### Provided information
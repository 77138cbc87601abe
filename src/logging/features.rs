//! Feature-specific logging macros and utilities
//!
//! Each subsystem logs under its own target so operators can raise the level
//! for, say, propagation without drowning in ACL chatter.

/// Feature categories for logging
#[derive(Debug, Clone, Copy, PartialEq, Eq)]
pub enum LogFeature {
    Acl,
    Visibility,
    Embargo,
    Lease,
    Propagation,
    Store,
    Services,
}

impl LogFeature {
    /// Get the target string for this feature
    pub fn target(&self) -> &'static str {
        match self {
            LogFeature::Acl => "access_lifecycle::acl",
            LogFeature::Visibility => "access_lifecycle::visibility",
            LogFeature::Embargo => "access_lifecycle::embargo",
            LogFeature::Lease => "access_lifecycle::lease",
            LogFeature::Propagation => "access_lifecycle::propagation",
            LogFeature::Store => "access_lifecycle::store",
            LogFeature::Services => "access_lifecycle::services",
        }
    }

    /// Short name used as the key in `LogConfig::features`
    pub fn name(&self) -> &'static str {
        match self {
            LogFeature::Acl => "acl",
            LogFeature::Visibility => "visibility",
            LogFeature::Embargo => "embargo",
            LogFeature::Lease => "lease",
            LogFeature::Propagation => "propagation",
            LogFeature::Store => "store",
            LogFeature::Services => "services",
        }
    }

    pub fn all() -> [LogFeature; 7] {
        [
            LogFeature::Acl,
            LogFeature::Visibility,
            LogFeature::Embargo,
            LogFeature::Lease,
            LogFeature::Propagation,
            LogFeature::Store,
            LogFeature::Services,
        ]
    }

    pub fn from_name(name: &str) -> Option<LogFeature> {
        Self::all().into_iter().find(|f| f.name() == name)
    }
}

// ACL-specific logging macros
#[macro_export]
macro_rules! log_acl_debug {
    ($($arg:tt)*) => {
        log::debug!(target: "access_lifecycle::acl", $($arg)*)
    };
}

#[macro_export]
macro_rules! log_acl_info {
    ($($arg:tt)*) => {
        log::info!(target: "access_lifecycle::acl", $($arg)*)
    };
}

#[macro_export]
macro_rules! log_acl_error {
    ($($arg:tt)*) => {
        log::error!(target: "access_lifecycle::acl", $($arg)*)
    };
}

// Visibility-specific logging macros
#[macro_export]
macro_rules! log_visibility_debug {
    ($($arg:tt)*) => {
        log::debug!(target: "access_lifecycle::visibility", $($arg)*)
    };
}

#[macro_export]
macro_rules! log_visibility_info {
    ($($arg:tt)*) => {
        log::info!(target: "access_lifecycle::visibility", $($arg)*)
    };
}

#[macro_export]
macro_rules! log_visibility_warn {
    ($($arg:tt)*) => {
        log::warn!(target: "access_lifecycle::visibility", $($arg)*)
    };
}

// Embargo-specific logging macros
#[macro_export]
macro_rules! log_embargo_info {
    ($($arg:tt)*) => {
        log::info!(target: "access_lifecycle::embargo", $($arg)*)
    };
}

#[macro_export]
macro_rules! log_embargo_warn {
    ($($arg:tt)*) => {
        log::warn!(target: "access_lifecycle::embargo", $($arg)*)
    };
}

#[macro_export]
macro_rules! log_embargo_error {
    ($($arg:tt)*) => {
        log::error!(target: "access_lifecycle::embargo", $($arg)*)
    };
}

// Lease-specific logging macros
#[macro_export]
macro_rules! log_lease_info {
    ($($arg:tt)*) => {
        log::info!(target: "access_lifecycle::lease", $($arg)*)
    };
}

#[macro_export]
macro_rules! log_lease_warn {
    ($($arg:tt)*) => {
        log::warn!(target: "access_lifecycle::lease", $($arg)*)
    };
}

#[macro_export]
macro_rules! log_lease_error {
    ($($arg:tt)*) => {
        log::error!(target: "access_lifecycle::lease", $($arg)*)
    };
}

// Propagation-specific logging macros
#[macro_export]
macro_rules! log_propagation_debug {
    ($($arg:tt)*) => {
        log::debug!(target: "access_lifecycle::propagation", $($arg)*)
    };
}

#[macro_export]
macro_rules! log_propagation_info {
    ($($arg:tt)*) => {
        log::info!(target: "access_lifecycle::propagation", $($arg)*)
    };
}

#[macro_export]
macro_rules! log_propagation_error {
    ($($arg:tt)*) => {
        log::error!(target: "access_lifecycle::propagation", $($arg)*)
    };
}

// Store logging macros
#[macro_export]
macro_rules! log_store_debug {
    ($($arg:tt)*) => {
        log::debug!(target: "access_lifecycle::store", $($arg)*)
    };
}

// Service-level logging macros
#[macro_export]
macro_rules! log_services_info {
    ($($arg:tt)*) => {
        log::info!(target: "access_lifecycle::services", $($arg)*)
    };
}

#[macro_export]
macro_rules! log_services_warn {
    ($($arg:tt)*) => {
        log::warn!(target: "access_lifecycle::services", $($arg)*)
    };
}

### The task
On how many lines above does the word "logging" appear? Only the number should be given.

### Exercise response
10